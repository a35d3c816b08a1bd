use async_trait::async_trait;
use serde::{Deserialize, Serialize};

use crate::{
    config::GoogleMapsConfig,
    entities::{Coordinates, Leg},
    error::{address_not_found_error, route_not_found_error, upstream_error, Error},
};

/// Resolves free-text addresses to coordinates.
#[cfg_attr(test, mockall::automock)]
#[async_trait]
pub trait Geocoder: Send + Sync {
    async fn geocode(&self, address: &str) -> Result<Coordinates, Error>;
}

/// Computes driving distance and duration between two coordinates.
#[cfg_attr(test, mockall::automock)]
#[async_trait]
pub trait Directions: Send + Sync {
    async fn find_leg(&self, origin: Coordinates, destination: Coordinates) -> Result<Leg, Error>;
}

#[derive(Clone, Debug, Serialize, Deserialize)]
struct LatLng {
    lat: f64,
    lng: f64,
}

#[derive(Clone, Debug, Serialize, Deserialize)]
struct Geometry {
    location: LatLng,
}

#[derive(Clone, Debug, Serialize, Deserialize)]
struct GeocodeResult {
    geometry: Geometry,
}

#[derive(Clone, Debug, Serialize, Deserialize)]
struct TextValue {
    text: String,
}

#[derive(Clone, Debug, Serialize, Deserialize)]
struct DirectionsLeg {
    distance: TextValue,
    duration: TextValue,
}

#[derive(Clone, Debug, Serialize, Deserialize)]
struct DirectionsRoute {
    legs: Vec<DirectionsLeg>,
}

#[derive(Clone, Debug, Serialize, Deserialize)]
struct Response<T> {
    status: String,
    results: Option<Vec<T>>,
    routes: Option<Vec<T>>,
}

/// Google Maps Geocoding and Directions client.
///
/// Single round trip per call, no retries and no request deadline.
#[derive(Clone)]
pub struct GoogleMaps {
    client: reqwest::Client,
    config: GoogleMapsConfig,
}

impl std::fmt::Debug for GoogleMaps {
    fn fmt(&self, f: &mut std::fmt::Formatter<'_>) -> std::fmt::Result {
        f.debug_struct("GoogleMaps")
            .field("api_base", &self.config.api_base)
            .finish()
    }
}

impl GoogleMaps {
    pub fn new(config: GoogleMapsConfig) -> Self {
        Self {
            client: reqwest::Client::new(),
            config,
        }
    }

    fn url(&self, path: &str) -> String {
        format!("{}{}", self.config.api_base.trim_end_matches('/'), path)
    }
}

#[async_trait]
impl Geocoder for GoogleMaps {
    #[tracing::instrument(skip(self))]
    async fn geocode(&self, address: &str) -> Result<Coordinates, Error> {
        let url = self.url("/maps/api/geocode/json");

        // the key is attached separately so it never reaches the logs
        tracing::info!(%url, "geocoding address");

        let res = self
            .client
            .get(url)
            .query(&[("address", address)])
            .query(&[("key", self.config.api_key.as_str())])
            .send()
            .await?;

        let status_code = res.status().as_u16();

        if (400..500).contains(&status_code) {
            return Err(address_not_found_error(address));
        } else if status_code != 200 {
            return Err(upstream_error());
        }

        let data: Response<GeocodeResult> = res.json().await?;

        if data.status != "OK" {
            tracing::warn!(status = %data.status, "geocoding returned no match");
            return Err(address_not_found_error(address));
        }

        let location = data
            .results
            .and_then(|results| results.into_iter().next())
            .map(|result| result.geometry.location)
            .ok_or_else(|| address_not_found_error(address))?;

        Ok(Coordinates {
            latitude: location.lat,
            longitude: location.lng,
        })
    }
}

#[async_trait]
impl Directions for GoogleMaps {
    #[tracing::instrument(skip(self))]
    async fn find_leg(&self, origin: Coordinates, destination: Coordinates) -> Result<Leg, Error> {
        let url = self.url("/maps/api/directions/json");
        let origin: String = origin.into();
        let destination: String = destination.into();

        tracing::info!(%url, %origin, %destination, "requesting driving directions");

        let res = self
            .client
            .get(url)
            .query(&[("origin", origin)])
            .query(&[("destination", destination)])
            .query(&[("mode", "driving")])
            .query(&[("key", self.config.api_key.as_str())])
            .send()
            .await?;

        let status_code = res.status().as_u16();

        if (400..500).contains(&status_code) {
            return Err(route_not_found_error());
        } else if status_code != 200 {
            return Err(upstream_error());
        }

        let data: Response<DirectionsRoute> = res.json().await?;

        if data.status != "OK" {
            tracing::warn!(status = %data.status, "directions request failed");
            return Err(route_not_found_error());
        }

        // first route, first leg; alternatives are ignored
        let leg = data
            .routes
            .and_then(|routes| routes.into_iter().next())
            .and_then(|route| route.legs.into_iter().next())
            .ok_or_else(route_not_found_error)?;

        Ok(Leg {
            distance_text: leg.distance.text,
            duration_text: leg.duration.text,
        })
    }
}
use axum::extract::{Extension, Json};
use serde::{Deserialize, Serialize};

use crate::api::DynAPI;
use crate::{entities::RouteSummary, error::Error};

#[derive(Serialize, Deserialize)]
pub struct CreateParams {
    pickup: Option<String>,
    dropoff: Option<String>,
}

pub async fn create(
    Extension(api): Extension<DynAPI>,
    Json(params): Json<CreateParams>,
) -> Result<Json<RouteSummary>, Error> {
    // absent and null addresses fail the same check as empty ones
    let pickup = params.pickup.unwrap_or_default();
    let dropoff = params.dropoff.unwrap_or_default();

    let route = api.find_route(&pickup, &dropoff).await?;

    Ok(route.into())
}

- **Work order**
For this exercise, gather every line of the data that contains the word "origin".

- **Written answer**
    async fn find_leg(&self, origin: Coordinates, destination: Coordinates) -> Result<Leg, Error>;
    async fn find_leg(&self, origin: Coordinates, destination: Coordinates) -> Result<Leg, Error> {
        let origin: String = origin.into();
        tracing::info!(%url, %origin, %destination, "requesting driving directions");
            .query(&[("origin", origin)])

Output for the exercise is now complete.